Hearing that line used to annoy me. I used to think “wow, this person must be very dynamic. He/she just can’t stand the dullness of this situation” or “Wow, what kind of creative peoples is this person usually hang out with? It seems that to him/her we just look so mediocre and boring”

And it used to make me uncomfortable with myself…
I mean if he/she is bored and yet we’re not — does it mean I can just “accept” the dullness around us — does it mean that I indeed am dull to “just be okay” with the dullness?
Well…have you ever get that feeling too?

That’s until I see things from different perspective.
Maybe the one that is really boring is not me but the person who declared that he/she is bored.
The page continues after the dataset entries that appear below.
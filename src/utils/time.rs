//! Time utilities: minute-of-day and duration formatting.

/// Minutes since midnight → `HH:MM:00` (e.g. 1245 → `20:45:00`).
pub fn format_minute_of_day(m: u16) -> String {
    format!("{:02}:{:02}:00", m / 60, m % 60)
}

/// Seconds → `HH:MM:SS` (e.g. 6610 → `01:50:10`).
/// Hours are not wrapped at 24.
pub fn format_seconds(s: u32) -> String {
    let hours = s / 3600;
    let minutes = (s / 60) % 60;
    let seconds = s % 60;
    format!("{:02}:{:02}:{:02}", hours, minutes, seconds)
}

/// Like `format_seconds`, for totals that may exceed `u32`.
pub fn format_total_seconds(s: u64) -> String {
    format!("{:02}:{:02}:{:02}", s / 3600, (s / 60) % 60, s % 60)
}
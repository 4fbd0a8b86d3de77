use crate::cli::parser::Commands;
use crate::config::Config;
use crate::core::flatten::FlattenOptions;
use crate::db::load_db;
use crate::errors::AppResult;
use crate::export::ExportLogic;

pub fn handle(cmd: &Commands, cfg: &Config) -> AppResult<()> {
    if let Commands::Export {
        format,
        file,
        range,
        skip_hidden,
        force,
    } = cmd
    {
        let db = load_db(&cfg.database)?;
        let format = format.clone().unwrap_or_else(|| cfg.default_format.clone());
        let opts = FlattenOptions {
            skip_hidden: *skip_hidden || cfg.skip_hidden,
        };

        ExportLogic::export(&db, &format, file, range, opts, *force)?;
    }
    Ok(())
}
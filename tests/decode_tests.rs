mod common;
use common::{DbImage, day, gzip, node, pack_date, sample_db, tree_db, zlib};
use rptexport::db::cursor::ByteCursor;
use rptexport::db::decompress::decompress;
use rptexport::{DecodeError, PackedDate, ValidationError, decode, decode_buffer};

#[test]
fn test_cursor_reads_little_endian_in_sequence() {
    let buf = [0x01, 0x34, 0x12, 0x78, 0x56, 0x34, 0x12, b'a', b'b', 0, 0xff];
    let mut cur = ByteCursor::new(&buf);

    assert_eq!(cur.read_u8().unwrap(), 0x01);
    assert_eq!(cur.read_u16_le().unwrap(), 0x1234);
    assert_eq!(cur.read_u32_le().unwrap(), 0x12345678);
    assert_eq!(cur.read_cstring().unwrap(), "ab");
    assert_eq!(cur.position(), 10);
    assert_eq!(cur.remaining(), 1);
    assert_eq!(cur.read_fixed(1).unwrap(), &[0xff]);
    assert_eq!(cur.remaining(), 0);
}

#[test]
fn test_cursor_out_of_bounds_does_not_advance() {
    let buf = [1, 2, 3];
    let mut cur = ByteCursor::new(&buf);

    match cur.read_u32_le() {
        Err(DecodeError::OutOfBounds {
            offset,
            wanted,
            remaining,
        }) => {
            assert_eq!(offset, 0);
            assert_eq!(wanted, 4);
            assert_eq!(remaining, 3);
        }
        other => panic!("expected OutOfBounds, got {other:?}"),
    }

    assert_eq!(cur.position(), 0);
    assert_eq!(cur.read_u16_le().unwrap(), 0x0201);
}

#[test]
fn test_cursor_cstring_without_terminator() {
    let buf = *b"no-nul";
    let mut cur = ByteCursor::new(&buf);

    assert!(matches!(
        cur.read_cstring(),
        Err(DecodeError::OutOfBounds { .. })
    ));
}

#[test]
fn test_cursor_empty_cstring() {
    let buf = [0u8, b'x', 0];
    let mut cur = ByteCursor::new(&buf);

    assert_eq!(cur.read_cstring().unwrap(), "");
    assert_eq!(cur.read_cstring().unwrap(), "x");
}

#[test]
fn test_packed_date_unpacking() {
    let d: u16 = (25 << 9) | (1 << 5) | 1;
    let date = PackedDate::unpack(d);

    assert_eq!(date.year, 2025);
    assert_eq!(date.month, 1);
    assert_eq!(date.day, 1);
    assert_eq!(date.to_string(), "2025-01-01");

    let buf = pack_date(2019, 6, 9).to_le_bytes();
    let mut cur = ByteCursor::new(&buf);
    assert_eq!(cur.read_packed_date().unwrap().to_string(), "2019-06-09");
}

#[test]
fn test_packed_date_without_calendar_meaning() {
    let date = PackedDate::unpack(0);

    assert_eq!(date.to_string(), "2000-00-00");
    assert!(date.to_naive().is_none());
}

#[test]
fn test_decode_sample_database() {
    let db = decode_buffer(&sample_db().to_bytes()).expect("decode");

    assert_eq!(db.version, 13);
    assert_eq!(db.magic, "PTFF");
    assert_eq!(db.numtags, 1);
    assert_eq!(db.tags[0].name(), "work");
    assert_eq!(db.tags[0].id_hex(), "0x1");
    assert_eq!(db.prefs, [0; 10]);

    assert_eq!(db.root.name, "root");
    assert_eq!(db.root.tagindex, 0);
    assert!(!db.root.is_hidden);
    assert!(db.root.children.is_empty());

    let d = &db.root.days[0];
    assert_eq!(d.date_str(), "2025-01-01");
    assert_eq!(d.first_used_str(), "20:45:00");
    assert_eq!(d.active_str(), "01:50:10");
    assert_eq!(d.semi_idle_str(), "00:00:00");
}

#[test]
fn test_header_passthrough_fields() {
    let mut image = sample_db();
    image.version = 14;
    image.minifilter = 7;
    image.foldlevel = 0xdead;
    image.prefs = [1, 2, 3, 4, 5, 6, 7, 8, 9, 10];

    let db = decode_buffer(&image.to_bytes()).expect("decode");

    assert_eq!(db.version, 14);
    assert_eq!(db.minifilter, 7);
    assert_eq!(db.foldlevel, 0xdead);
    assert_eq!(db.prefs, [1, 2, 3, 4, 5, 6, 7, 8, 9, 10]);
}

#[test]
fn test_tree_structure_follows_byte_order() {
    let db = decode_buffer(&tree_db().to_bytes()).expect("decode");

    let root = &db.root;
    assert_eq!(root.children.len(), 2);

    let firefox = &root.children[0];
    assert_eq!(firefox.name, "firefox.exe");
    assert_eq!(firefox.tagindex, 1);
    assert_eq!(firefox.days.len(), 2);
    assert_eq!(firefox.days[0].key, 10);
    assert_eq!(firefox.days[0].lmb, 20);
    assert_eq!(firefox.days[0].rmb, 3);
    assert_eq!(firefox.days[0].scrollwheel, 4);
    assert_eq!(firefox.children[0].name, "github.com");
    assert!(firefox.children[0].days.is_empty());

    let games = &root.children[1];
    assert!(games.is_hidden);
    assert_eq!(games.children[0].name, "solitaire.exe");
    assert_eq!(games.children[0].days[0].date_str(), "2024-12-31");

    assert_eq!(db.tags[1].name(), "browsing");
    assert_eq!(db.tags[1].id_hex(), "0xbeef");
}

#[test]
fn test_total_active_seconds_includes_descendants() {
    let db = decode_buffer(&tree_db().to_bytes()).expect("decode");

    assert_eq!(db.root.children[0].total_active_seconds(), 3600 + 59);
    assert_eq!(db.root.total_active_seconds(), 6610 + 3600 + 59 + 1);
}

#[test]
fn test_version_12_is_rejected_regardless_of_content() {
    let mut image = sample_db();
    image.version = 12;

    let err = decode_buffer(&image.to_bytes()).unwrap_err();
    assert!(matches!(
        err,
        DecodeError::Validation(ValidationError::UnsupportedVersion(12))
    ));

    // nothing but the version field
    let err = decode_buffer(&12u32.to_le_bytes()).unwrap_err();
    assert!(matches!(
        err,
        DecodeError::Validation(ValidationError::UnsupportedVersion(12))
    ));
}

#[test]
fn test_wrong_magic_is_rejected() {
    let mut image = sample_db();
    image.magic = *b"PTFF"; // not reversed

    match decode_buffer(&image.to_bytes()) {
        Err(DecodeError::Validation(ValidationError::BadMagic(m))) => assert_eq!(m, "FFTP"),
        other => panic!("expected BadMagic, got {other:?}"),
    }
}

#[test]
fn test_tag_index_out_of_range_is_rejected() {
    let image = DbImage::new(node("root").child(node("bad").tag(3)));

    match decode_buffer(&image.to_bytes()) {
        Err(DecodeError::Validation(ValidationError::TagIndexOutOfRange {
            node,
            index,
            numtags,
        })) => {
            assert_eq!(node, "bad");
            assert_eq!(index, 3);
            assert_eq!(numtags, 1);
        }
        other => panic!("expected TagIndexOutOfRange, got {other:?}"),
    }
}

#[test]
fn test_every_truncation_is_out_of_bounds() {
    let bytes = tree_db().to_bytes();

    for cut in 0..bytes.len() {
        match decode_buffer(&bytes[..cut]) {
            Err(DecodeError::OutOfBounds { .. }) => {}
            other => panic!("cut at {cut}: expected OutOfBounds, got {other:?}"),
        }
    }

    assert!(decode_buffer(&bytes).is_ok());
}

#[test]
fn test_huge_declared_counts_fail_cleanly() {
    let mut bytes = sample_db().header_bytes();
    bytes.extend(b"root\0");
    bytes.extend(0u32.to_le_bytes());
    bytes.push(0);
    bytes.extend(u32::MAX.to_le_bytes()); // days

    assert!(matches!(
        decode_buffer(&bytes),
        Err(DecodeError::OutOfBounds { .. })
    ));
}

#[test]
fn test_deeply_nested_tree() {
    const DEPTH: usize = 100_000;

    let mut bytes = sample_db().header_bytes();
    for i in 0..DEPTH {
        bytes.extend(format!("n{i}\0").as_bytes());
        bytes.extend(0u32.to_le_bytes());
        bytes.push(0);
        bytes.extend(0u32.to_le_bytes());
        let children: u32 = if i + 1 < DEPTH { 1 } else { 0 };
        bytes.extend(children.to_le_bytes());
    }

    let db = decode_buffer(&bytes).expect("decode deep tree");
    let stats = rptexport::core::stats::TreeStats::collect(&db.root);

    assert_eq!(stats.nodes, DEPTH);
    assert_eq!(stats.max_depth, DEPTH - 1);
    assert_eq!(rptexport::flatten(&db).len(), DEPTH);
}

#[test]
fn test_decode_gzip_and_zlib_payloads() {
    let bytes = sample_db().to_bytes();

    let from_gzip = decode(&gzip(&bytes)).expect("gzip");
    let from_zlib = decode(&zlib(&bytes)).expect("zlib");

    assert_eq!(from_gzip, from_zlib);
    assert_eq!(from_gzip.root.name, "root");
}

#[test]
fn test_corrupt_or_truncated_payload() {
    let bytes = tree_db().to_bytes();

    let gz = gzip(&bytes);
    assert!(matches!(
        decompress(&gz[..gz.len() / 2]),
        Err(DecodeError::Decompression(_))
    ));

    let z = zlib(&bytes);
    assert!(matches!(
        decompress(&z[..z.len() / 2]),
        Err(DecodeError::Decompression(_))
    ));

    assert!(matches!(
        decode(b"definitely not compressed"),
        Err(DecodeError::Decompression(_))
    ));
}

#[test]
fn test_stats_over_tree() {
    let db = decode_buffer(&tree_db().to_bytes()).expect("decode");
    let stats = rptexport::core::stats::TreeStats::collect(&db.root);

    assert_eq!(stats.nodes, 5);
    assert_eq!(stats.hidden_nodes, 1);
    assert_eq!(stats.days, 4);
    assert_eq!(stats.max_depth, 2);
    assert_eq!(stats.semi_idle_seconds, 181);
    assert_eq!(stats.first_date.unwrap().to_string(), "2024-12-31");
    assert_eq!(stats.last_date.unwrap().to_string(), "2025-02-03");
}

#[test]
fn test_day_builder_matches_decoder() {
    let image = DbImage::new(node("x").day(day(2030, 12, 31, 0, 0, 86_399)));
    let db = decode_buffer(&image.to_bytes()).expect("decode");

    assert_eq!(db.root.days[0].date_str(), "2030-12-31");
    assert_eq!(db.root.days[0].first_used_str(), "00:00:00");
    assert_eq!(db.root.days[0].semi_idle_str(), "23:59:59");
}

#[test]
fn test_packed_dates_order_chronologically() {
    let earlier = PackedDate::unpack(pack_date(2024, 12, 31));
    let later = PackedDate::unpack(pack_date(2025, 1, 1));

    assert!(earlier < later);
    assert_eq!(later.to_naive().unwrap().to_string(), "2025-01-01");
}
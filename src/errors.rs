//! Unified error types.
//! The decoding core returns `DecodeError`; everything above it (config,
//! export, cli) returns `AppError` so the handling stays consistent.

use std::io;
use thiserror::Error;

/// Structural problems found in an otherwise readable buffer.
#[derive(Error, Debug)]
pub enum ValidationError {
    #[error("unsupported database version {0} (minimum is 13)")]
    UnsupportedVersion(u32),

    #[error("not a ProcrastiTracker database (magic {0:?}, expected \"PTFF\")")]
    BadMagic(String),

    #[error("node '{node}' references tag {index}, but only {numtags} tags exist")]
    TagIndexOutOfRange {
        node: String,
        index: u32,
        numtags: u32,
    },
}

/// Errors of the decoding pipeline. Any of them aborts the whole decode.
#[derive(Error, Debug)]
pub enum DecodeError {
    #[error("decompression failed: {0}")]
    Decompression(#[source] io::Error),

    #[error("read past end of buffer at offset {offset}: wanted {wanted} bytes, {remaining} left")]
    OutOfBounds {
        offset: usize,
        wanted: usize,
        remaining: usize,
    },

    #[error("validation failed: {0}")]
    Validation(#[from] ValidationError),
}

pub type DecodeResult<T> = Result<T, DecodeError>;

#[derive(Error, Debug)]
pub enum AppError {
    // ---------------------------
    // IO
    // ---------------------------
    #[error("I/O error: {0}")]
    Io(#[from] io::Error),

    // ---------------------------
    // Database file
    // ---------------------------
    #[error("Database file not found: {0}")]
    DatabaseNotFound(String),

    #[error("Cannot decode database: {0}")]
    Decode(#[from] DecodeError),

    // ---------------------------
    // Parsing errors
    // ---------------------------
    #[error("Invalid date format: {0}")]
    InvalidDate(String),

    #[error("Invalid range: {0}")]
    InvalidRange(String),

    // ---------------------------
    // Config errors
    // ---------------------------
    #[error("Configuration error: {0}")]
    Config(String),

    // ---------------------------
    // Export errors
    // ---------------------------
    #[error("Export error: {0}")]
    Export(String),
}

pub type AppResult<T> = Result<T, AppError>;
Why? Look at things this way : the fact that I’m not bored is maybe because I can actually find something I can do or I can turn my thought towards to cope with the situation, no matter how monotonous or how dull things are. And yet, all that the “bored person” can do is declaring that he/she is bored — So not creative. It turned out that it’s the “bored person” oneself who is boring – having not enough creativity to amuse oneself out of the dullness.

So with all that said, I suggest you guys when encountering a person who turn to you and say lazily “I’m bored” look back and say :
“Really? Is that the best you got? Well, maybe it’s because YOU are boring.”
At least maybe they will find that ‘trying to figure out what on earth could you mean with that remarks’ is not quite so boring.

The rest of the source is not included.